-- Opening Marker --
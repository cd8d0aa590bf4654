//! Scripted in-process kernel for tests.
//!
//! Answers the debug protocol subset the crate speaks over a
//! [`channel_connection`]. Dumped cells land on
//! `/tmp/ipykernel_<generation>/<murmur2>.py`; `disconnect` bumps the
//! generation and drops every breakpoint, like a kernel restart would.

use std::collections::{BTreeMap, BTreeSet, HashSet};
use std::sync::Arc;
use std::time::Duration;

use parking_lot::Mutex;
use serde_json::{json, Value};
use tokio::sync::{mpsc, Notify};

use crate::identity::murmur2;
use crate::protocol::{
    EventMessage, IopubMessage, RequestMessage, ResponseMessage, SourceBreakpoint,
};
use crate::transport::{channel_connection, ConnectionInfo, KernelConnection, KernelEndpoint};

pub(crate) const FAKE_SEED: u32 = 3339675911;
pub(crate) const FAKE_SUFFIX: &str = ".py";

struct FakeState {
    generation: u32,
    started: bool,
    breakpoints: BTreeMap<String, Vec<SourceBreakpoint>>,
    stopped_threads: BTreeSet<i64>,
    log: Vec<RequestMessage>,
    fail: HashSet<String>,
    hold_debug_info: Option<Arc<Notify>>,
    next_breakpoint_id: i64,
}

impl FakeState {
    fn prefix(&self) -> String {
        format!("/tmp/ipykernel_{}/", self.generation)
    }
}

pub(crate) struct FakeKernel {
    state: Arc<Mutex<FakeState>>,
    control: mpsc::UnboundedSender<IopubMessage>,
}

impl FakeKernel {
    /// Spawn a fake kernel; returns the client connection and a handle.
    pub(crate) fn spawn(kernel_name: &str) -> (Arc<dyn KernelConnection>, FakeKernel) {
        let (connection, endpoint) = channel_connection(ConnectionInfo::new(
            "Fake Kernel",
            kernel_name,
            "notebook.ipynb",
        ));
        let state = Arc::new(Mutex::new(FakeState {
            generation: 1,
            started: false,
            breakpoints: BTreeMap::new(),
            stopped_threads: BTreeSet::new(),
            log: Vec::new(),
            fail: HashSet::new(),
            hold_debug_info: None,
            next_breakpoint_id: 1,
        }));
        let (control, control_rx) = mpsc::unbounded_channel();

        tokio::spawn(serve(endpoint, Arc::clone(&state), control_rx));

        (Arc::new(connection), FakeKernel { state, control })
    }

    pub(crate) fn prefix(&self) -> String {
        self.state.lock().prefix()
    }

    pub(crate) fn path_for(&self, code: &str) -> String {
        format!("{}{}{}", self.prefix(), murmur2(code.as_bytes(), FAKE_SEED), FAKE_SUFFIX)
    }

    pub(crate) fn requests(&self) -> Vec<RequestMessage> {
        self.state.lock().log.clone()
    }

    pub(crate) fn commands(&self) -> Vec<String> {
        self.state
            .lock()
            .log
            .iter()
            .map(|request| request.command.clone())
            .collect()
    }

    pub(crate) fn last_request(&self, command: &str) -> Option<RequestMessage> {
        self.state
            .lock()
            .log
            .iter()
            .rev()
            .find(|request| request.command == command)
            .cloned()
    }

    pub(crate) fn count(&self, command: &str) -> usize {
        self.state
            .lock()
            .log
            .iter()
            .filter(|request| request.command == command)
            .count()
    }

    /// Answer every future `command` with a failure.
    pub(crate) fn fail(&self, command: &str) {
        self.state.lock().fail.insert(command.to_string());
    }

    pub(crate) fn recover(&self, command: &str) {
        self.state.lock().fail.remove(command);
    }

    /// Hold the next `debugInfo` reply until the returned notify fires.
    pub(crate) fn hold_debug_info(&self) -> Arc<Notify> {
        let notify = Arc::new(Notify::new());
        self.state.lock().hold_debug_info = Some(Arc::clone(&notify));
        notify
    }

    pub(crate) fn set_started(&self, started: bool) {
        self.state.lock().started = started;
    }

    /// Breakpoint lines the kernel currently holds, by path.
    pub(crate) fn breakpoints(&self) -> BTreeMap<String, Vec<i64>> {
        self.state
            .lock()
            .breakpoints
            .iter()
            .map(|(path, list)| (path.clone(), list.iter().map(|bp| bp.line).collect()))
            .collect()
    }

    pub(crate) fn publish(&self, event: EventMessage) {
        let _ = self.control.send(IopubMessage::debug_event(&event));
    }

    /// Stop `thread_id` and announce it.
    pub(crate) fn hit_breakpoint(&self, thread_id: i64) {
        self.state.lock().stopped_threads.insert(thread_id);
        self.publish(EventMessage::new(
            "stopped",
            json!({ "reason": "breakpoint", "threadId": thread_id, "allThreadsStopped": true }),
        ));
    }

    pub(crate) fn resume(&self, thread_id: i64) {
        self.state.lock().stopped_threads.remove(&thread_id);
        self.publish(EventMessage::new(
            "continued",
            json!({ "threadId": thread_id, "allThreadsContinued": true }),
        ));
    }
}

/// Poll `condition` until it holds, panicking after two seconds.
pub(crate) async fn wait_until<F>(mut condition: F)
where
    F: FnMut() -> bool,
{
    for _ in 0..400 {
        if condition() {
            return;
        }
        tokio::time::sleep(Duration::from_millis(5)).await;
    }
    panic!("condition not reached in time");
}

async fn serve(
    mut endpoint: KernelEndpoint,
    state: Arc<Mutex<FakeState>>,
    mut control: mpsc::UnboundedReceiver<IopubMessage>,
) {
    loop {
        tokio::select! {
            request = endpoint.next_request() => {
                let Some(request) = request else { break };

                let hold = {
                    let mut state = state.lock();
                    state.log.push(request.clone());
                    if request.command == "debugInfo" {
                        state.hold_debug_info.take()
                    } else {
                        None
                    }
                };
                if let Some(hold) = hold {
                    hold.notified().await;
                }

                let response = handle(&state, &request);
                endpoint.reply(response);
            }
            Some(message) = control.recv() => endpoint.publish(message),
        }
    }
}

fn handle(state: &Mutex<FakeState>, request: &RequestMessage) -> ResponseMessage {
    let mut state = state.lock();
    if state.fail.contains(&request.command) {
        return ResponseMessage::failure(request, format!("{} failed", request.command));
    }

    let args = &request.arguments;
    let body = match request.command.as_str() {
        "initialize" => json!({
            "supportsConfigurationDoneRequest": true,
            "supportsModulesRequest": true,
            "supportsSetVariable": true,
            "exceptionBreakpointFilters": [
                { "filter": "raised", "label": "Raised Exceptions", "default": false }
            ]
        }),
        "attach" => {
            state.started = true;
            Value::Null
        }
        "disconnect" => {
            state.started = false;
            state.breakpoints.clear();
            state.stopped_threads.clear();
            state.generation += 1;
            Value::Null
        }
        "debugInfo" => {
            let breakpoints: Vec<Value> = state
                .breakpoints
                .iter()
                .map(|(path, list)| json!({ "source": path, "breakpoints": list }))
                .collect();
            json!({
                "isStarted": state.started,
                "hashMethod": "Murmur2",
                "hashSeed": FAKE_SEED,
                "tmpFilePrefix": state.prefix(),
                "tmpFileSuffix": FAKE_SUFFIX,
                "breakpoints": breakpoints,
                "stoppedThreads": state.stopped_threads.iter().collect::<Vec<_>>(),
                "richRendering": true,
                "exceptionPaths": ["Python Exceptions"],
                "copyToGlobals": true
            })
        }
        "dumpCell" => {
            let code = args["code"].as_str().unwrap_or_default();
            let path = format!(
                "{}{}{}",
                state.prefix(),
                murmur2(code.as_bytes(), FAKE_SEED),
                FAKE_SUFFIX
            );
            json!({ "sourcePath": path })
        }
        "setBreakpoints" => {
            let path = args["source"]["path"].as_str().unwrap_or_default().to_string();
            let requested: Vec<SourceBreakpoint> =
                serde_json::from_value(args["breakpoints"].clone()).unwrap_or_default();
            let mut verified = Vec::new();
            for bp in &requested {
                let id = state.next_breakpoint_id;
                state.next_breakpoint_id += 1;
                verified.push(json!({
                    "id": id,
                    "verified": true,
                    "line": bp.line,
                    "source": { "path": path }
                }));
            }
            if requested.is_empty() {
                state.breakpoints.remove(&path);
            } else {
                state.breakpoints.insert(path, requested);
            }
            json!({ "breakpoints": verified })
        }
        "continue" => {
            if let Some(thread) = args["threadId"].as_i64() {
                state.stopped_threads.remove(&thread);
            }
            json!({ "allThreadsContinued": true })
        }
        "next" | "stepIn" | "stepOut" | "configurationDone" | "setExceptionBreakpoints"
        | "copyToGlobals" => Value::Null,
        "stackTrace" => json!({
            "stackFrames": [
                { "id": 1, "name": "<module>", "line": 2, "column": 1,
                  "source": { "path": format!("{}1.py", state.prefix()) } },
                { "id": 2, "name": "helper", "line": 7, "column": 1 }
            ],
            "totalFrames": 2
        }),
        "scopes" => {
            let frame = args["frameId"].as_i64().unwrap_or(1);
            json!({
                "scopes": [
                    { "name": "Locals", "variablesReference": frame * 100 + 10, "expensive": false },
                    { "name": "Globals", "variablesReference": frame * 100 + 11, "expensive": false }
                ]
            })
        }
        "variables" => {
            let reference = args["variablesReference"].as_i64().unwrap_or(0);
            match reference % 100 {
                10 => json!({ "variables": [
                    { "name": "x", "value": "1", "type": "int", "variablesReference": 0 },
                    { "name": "d", "value": "{'k': 'v'}", "type": "dict", "variablesReference": 20 }
                ]}),
                11 => json!({ "variables": [
                    { "name": "x", "value": "1", "type": "int", "variablesReference": 0 }
                ]}),
                20 => json!({ "variables": [
                    { "name": "k", "value": "'v'", "type": "str", "variablesReference": 0 }
                ]}),
                _ => json!({ "variables": [] }),
            }
        }
        "inspectVariables" => json!({
            "variables": [
                { "name": "x", "value": "1", "type": "int", "variablesReference": 0 },
                { "name": "df", "value": "DataFrame", "type": "DataFrame", "variablesReference": 30 }
            ]
        }),
        "richInspectVariables" => json!({
            "data": { "text/plain": format!("'{}'", args["variableName"].as_str().unwrap_or_default()) },
            "metadata": {}
        }),
        "evaluate" => json!({
            "result": format!("eval({})", args["expression"].as_str().unwrap_or_default()),
            "type": "str",
            "variablesReference": 0
        }),
        "modules" => json!({
            "modules": [
                { "id": 1, "name": "os", "path": "/usr/lib/python3/os.py" },
                { "id": 2, "name": "numpy", "path": "/usr/lib/python3/numpy/__init__.py" }
            ],
            "totalModules": 2
        }),
        "source" => json!({ "content": "print(1)\n", "mimeType": "text/x-python" }),
        other => {
            return ResponseMessage::failure(request, format!("unsupported command {other}"));
        }
    };

    ResponseMessage::success(request, body)
}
-- Closing Marker --
### TASK
Search the entries for the word "clear" and copy every line that has it.

### SOLUTION TO THE EXERCISE
            state.breakpoints.clear();
            state.stopped_threads.clear();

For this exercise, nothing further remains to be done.